◆ TASK TO CARRY OUT ◆
Each line of the records below that holds "RoundEngine" should be returned.

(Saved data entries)
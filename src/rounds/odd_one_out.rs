//! Odd-one-out mode: four cards, three share a tier.
//!
//! The pool is de-duplicated by identity before grouping, so the same
//! character can never fill two of the four slots through different
//! records. Very hard mode only removes Tier 0 here; the majority and odd
//! tiers can be any distance apart.

use std::sync::Arc;

use rustc_hash::FxHashSet;
use smallvec::SmallVec;

use super::filter::{self, TierGroup};
use super::{Phase, RoundEngine, RoundFailure, RunState};
use crate::cards::{Character, CharacterId, CharacterPool};
use crate::core::{EngineConfig, RoundRng, TierLadder};
use crate::settings::Settings;
use crate::stats::StatsTracker;

/// Cards per round.
pub const OPTION_COUNT: usize = 4;

/// Cards drawn from the majority tier.
pub const MAJORITY_SIZE: usize = 3;

/// The four cards of a round.
pub type Options = SmallVec<[Arc<Character>; OPTION_COUNT]>;

/// Current odd-one-out round.
#[derive(Clone, Debug, Default)]
pub struct OddOneOutRound {
    /// Cards in presentation order; empty before the first round or on error.
    pub options: Options,
    /// Id of the card whose tier differs.
    pub odd_id: Option<CharacterId>,
}

/// Result of a resolved odd-one-out choice.
#[derive(Clone, Debug)]
pub struct OddOneOutOutcome {
    /// Did the player find the odd card?
    pub correct: bool,
    /// The card the player picked.
    pub selected_id: CharacterId,
    /// The odd card.
    pub odd_id: CharacterId,
    /// All four cards, in presentation order.
    pub options: Options,
    /// Run streak after this round.
    pub streak: u32,
    /// Phase after this round.
    pub phase: Phase,
}

/// Four-card round engine.
#[derive(Clone, Debug)]
pub struct OddOneOutEngine {
    pool: Arc<CharacterPool>,
    ladder: Arc<TierLadder>,
    rng: RoundRng,
    run: RunState,
    round: OddOneOutRound,
    last_failure: Option<RoundFailure>,
}

impl OddOneOutEngine {
    /// Create an engine in the `Loading` phase.
    ///
    /// Only the seed of `config` is used; this mode has no retry loop.
    #[must_use]
    pub fn new(pool: Arc<CharacterPool>, ladder: Arc<TierLadder>, config: EngineConfig) -> Self {
        let rng = config.seed.map_or_else(RoundRng::from_entropy, RoundRng::new);
        Self {
            pool,
            ladder,
            rng,
            run: RunState::new(),
            round: OddOneOutRound::default(),
            last_failure: None,
        }
    }

    /// The current round.
    #[must_use]
    pub fn round(&self) -> &OddOneOutRound {
        &self.round
    }

    /// Groups that can supply the three matching cards.
    fn majority_candidates(groups: &[TierGroup<'_>]) -> Vec<usize> {
        (0..groups.len())
            .filter(|&i| groups[i].len() >= MAJORITY_SIZE)
            .filter(|&i| {
                groups
                    .iter()
                    .enumerate()
                    .any(|(j, other)| j != i && !other.is_empty())
            })
            .collect()
    }

    fn build_round(&mut self, settings: &Settings) -> Result<OddOneOutRound, RoundFailure> {
        let pool = Arc::clone(&self.pool);
        let eligible = filter::eligible_characters(&pool, &self.ladder, settings, &self.run, true);
        if eligible.len() < OPTION_COUNT {
            return Err(RoundFailure::PoolTooSmall {
                eligible: eligible.len(),
                required: OPTION_COUNT,
            });
        }

        let groups = filter::group_by_tier(&eligible, &self.ladder);
        if groups.len() < 2 {
            return Err(RoundFailure::TooFewTierGroups {
                groups: groups.len(),
            });
        }

        let majorities = Self::majority_candidates(&groups);
        if majorities.is_empty() {
            return Err(RoundFailure::NoMajorityTier);
        }
        let majority = majorities[self.rng.gen_index(majorities.len())];
        let trio = self.rng.sample(&groups[majority].members, MAJORITY_SIZE);

        let odd_tiers: Vec<usize> = (0..groups.len())
            .filter(|&i| i != majority && !groups[i].is_empty())
            .collect();
        if odd_tiers.is_empty() {
            return Err(RoundFailure::NoOddTier);
        }
        let odd_group = odd_tiers[self.rng.gen_index(odd_tiers.len())];
        let odd = *self
            .rng
            .choose(&groups[odd_group].members)
            .ok_or(RoundFailure::NoOddTier)?;

        let mut options: Options = trio.into_iter().map(|&c| Arc::clone(c)).collect();
        options.push(Arc::clone(odd));
        self.rng.shuffle(&mut options);

        let mut seen = FxHashSet::default();
        options.retain(|c| seen.insert(c.identity_key()));
        if options.len() < OPTION_COUNT {
            return Err(RoundFailure::DuplicateOptions {
                distinct: options.len(),
            });
        }

        tracing::debug!(
            majority_tier = groups[majority].label,
            odd_tier = groups[odd_group].label,
            odd = %odd.id,
            "odd-one-out round built"
        );

        Ok(OddOneOutRound {
            options,
            odd_id: Some(odd.id.clone()),
        })
    }
}

impl RoundEngine for OddOneOutEngine {
    type Outcome = OddOneOutOutcome;

    fn run(&self) -> &RunState {
        &self.run
    }

    fn run_mut(&mut self) -> &mut RunState {
        &mut self.run
    }

    fn last_failure(&self) -> Option<&RoundFailure> {
        self.last_failure.as_ref()
    }

    fn start_new_round(&mut self, settings: &Settings) -> Phase {
        match self.build_round(settings) {
            Ok(round) => {
                self.round = round;
                self.last_failure = None;
                self.run.set_phase(Phase::InRound);
            }
            Err(failure) => {
                tracing::warn!(%failure, used = self.run.used_count(), "odd-one-out round construction failed");
                self.round = OddOneOutRound::default();
                self.last_failure = Some(failure);
                self.run.set_phase(Phase::Error);
            }
        }
        self.run.phase()
    }

    fn handle_choice(
        &mut self,
        selected: &CharacterId,
        stats: &mut StatsTracker,
    ) -> Option<OddOneOutOutcome> {
        if self.run.phase() != Phase::InRound || self.round.options.len() != OPTION_COUNT {
            return None;
        }
        if !self.round.options.iter().any(|c| c.id == *selected) {
            tracing::debug!(%selected, "choice is not on the table");
            return None;
        }
        let odd_id = self.round.odd_id.clone()?;

        self.run
            .consume(self.round.options.iter().map(|c| c.identity_key()));
        let correct = *selected == odd_id;
        let streak = self.run.resolve(correct);
        stats.record_round(correct, streak);

        Some(OddOneOutOutcome {
            correct,
            selected_id: selected.clone(),
            odd_id,
            options: self.round.options.clone(),
            streak,
            phase: self.run.phase(),
        })
    }

    fn cards(&self) -> Vec<Arc<Character>> {
        self.round.options.to_vec()
    }

    fn answer_id(&self) -> Option<&CharacterId> {
        self.round.odd_id.as_ref()
    }
}

#[cfg(test)]
mod tests {
    use super::*;
    use crate::storage::MemoryStore;

    fn ladder() -> Arc<TierLadder> {
        Arc::new(TierLadder::new(["Tier 0", "A", "B", "C"]).unwrap())
    }

    fn c(id: &str, tier: &str) -> Character {
        Character::new(CharacterId::new(id), id, "Saga").with_tier(tier)
    }

    fn engine(chars: Vec<Character>, seed: u64) -> OddOneOutEngine {
        OddOneOutEngine::new(
            Arc::new(CharacterPool::new(chars)),
            ladder(),
            EngineConfig::default().with_seed(seed),
        )
    }

    #[test]
    fn test_round_shape() {
        let mut engine = engine(
            vec![c("a1", "A"), c("a2", "A"), c("a3", "A"), c("b1", "B"), c("b2", "B")],
            5,
        );
        assert_eq!(engine.start_new_round(&Settings::default()), Phase::InRound);

        let cards = engine.cards();
        assert_eq!(cards.len(), 4);
        let odd = engine.answer_id().unwrap();
        assert!(odd.as_str().starts_with('b'));
        assert_eq!(
            cards.iter().filter(|c| c.highest_tier.as_deref() == Some("A")).count(),
            3
        );
    }

    #[test]
    fn test_pool_too_small() {
        let mut engine = engine(vec![c("a1", "A"), c("a2", "A"), c("b1", "B")], 1);
        assert_eq!(engine.start_new_round(&Settings::default()), Phase::Error);
        assert_eq!(
            engine.last_failure(),
            Some(&RoundFailure::PoolTooSmall {
                eligible: 3,
                required: 4
            })
        );
    }

    #[test]
    fn test_no_majority_tier() {
        let mut engine = engine(
            vec![c("a1", "A"), c("a2", "A"), c("b1", "B"), c("b2", "B")],
            1,
        );
        assert_eq!(engine.start_new_round(&Settings::default()), Phase::Error);
        assert_eq!(engine.last_failure(), Some(&RoundFailure::NoMajorityTier));
    }

    #[test]
    fn test_duplicate_records_count_once() {
        let mut engine = engine(
            vec![
                Character::new(CharacterId::new("x1"), "X", "Saga").with_tier("A"),
                Character::new(CharacterId::new("x2"), "X", "Saga").with_tier("A"),
                c("a2", "A"),
                c("a3", "A"),
                c("b1", "B"),
            ],
            2,
        );
        // five records, four distinct characters: X, a2, a3 in A and b1 in B
        assert_eq!(engine.start_new_round(&Settings::default()), Phase::InRound);

        let cards = engine.cards();
        assert_eq!(cards.iter().filter(|c| c.name == "X").count(), 1);
        assert_eq!(engine.answer_id(), Some(&CharacterId::new("b1")));
    }

    #[test]
    fn test_choice_consumes_all_four() {
        let mut engine = engine(
            vec![c("a1", "A"), c("a2", "A"), c("a3", "A"), c("b1", "B"), c("c1", "C")],
            9,
        );
        let mut stats = StatsTracker::load(Box::new(MemoryStore::new()));
        engine.start_new_round(&Settings::default());

        let odd = engine.answer_id().cloned().unwrap();
        let outcome = engine.handle_choice(&odd, &mut stats).unwrap();
        assert!(outcome.correct);
        assert_eq!(outcome.options.len(), 4);
        assert_eq!(engine.run().used_count(), 4);

        assert_eq!(engine.start_new_round(&Settings::default()), Phase::Error);
    }

    #[test]
    fn test_unknown_choice_is_noop() {
        let mut engine = engine(
            vec![c("a1", "A"), c("a2", "A"), c("a3", "A"), c("b1", "B")],
            4,
        );
        let mut stats = StatsTracker::load(Box::new(MemoryStore::new()));
        engine.start_new_round(&Settings::default());

        assert!(engine.handle_choice(&CharacterId::new("nope"), &mut stats).is_none());
        assert_eq!(engine.phase(), Phase::InRound);
        assert_eq!(engine.run().used_count(), 0);
    }
}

◆ ANSWER BOX ◆
use super::{Phase, RoundEngine, RoundFailure, RunState};
impl RoundEngine for OddOneOutEngine {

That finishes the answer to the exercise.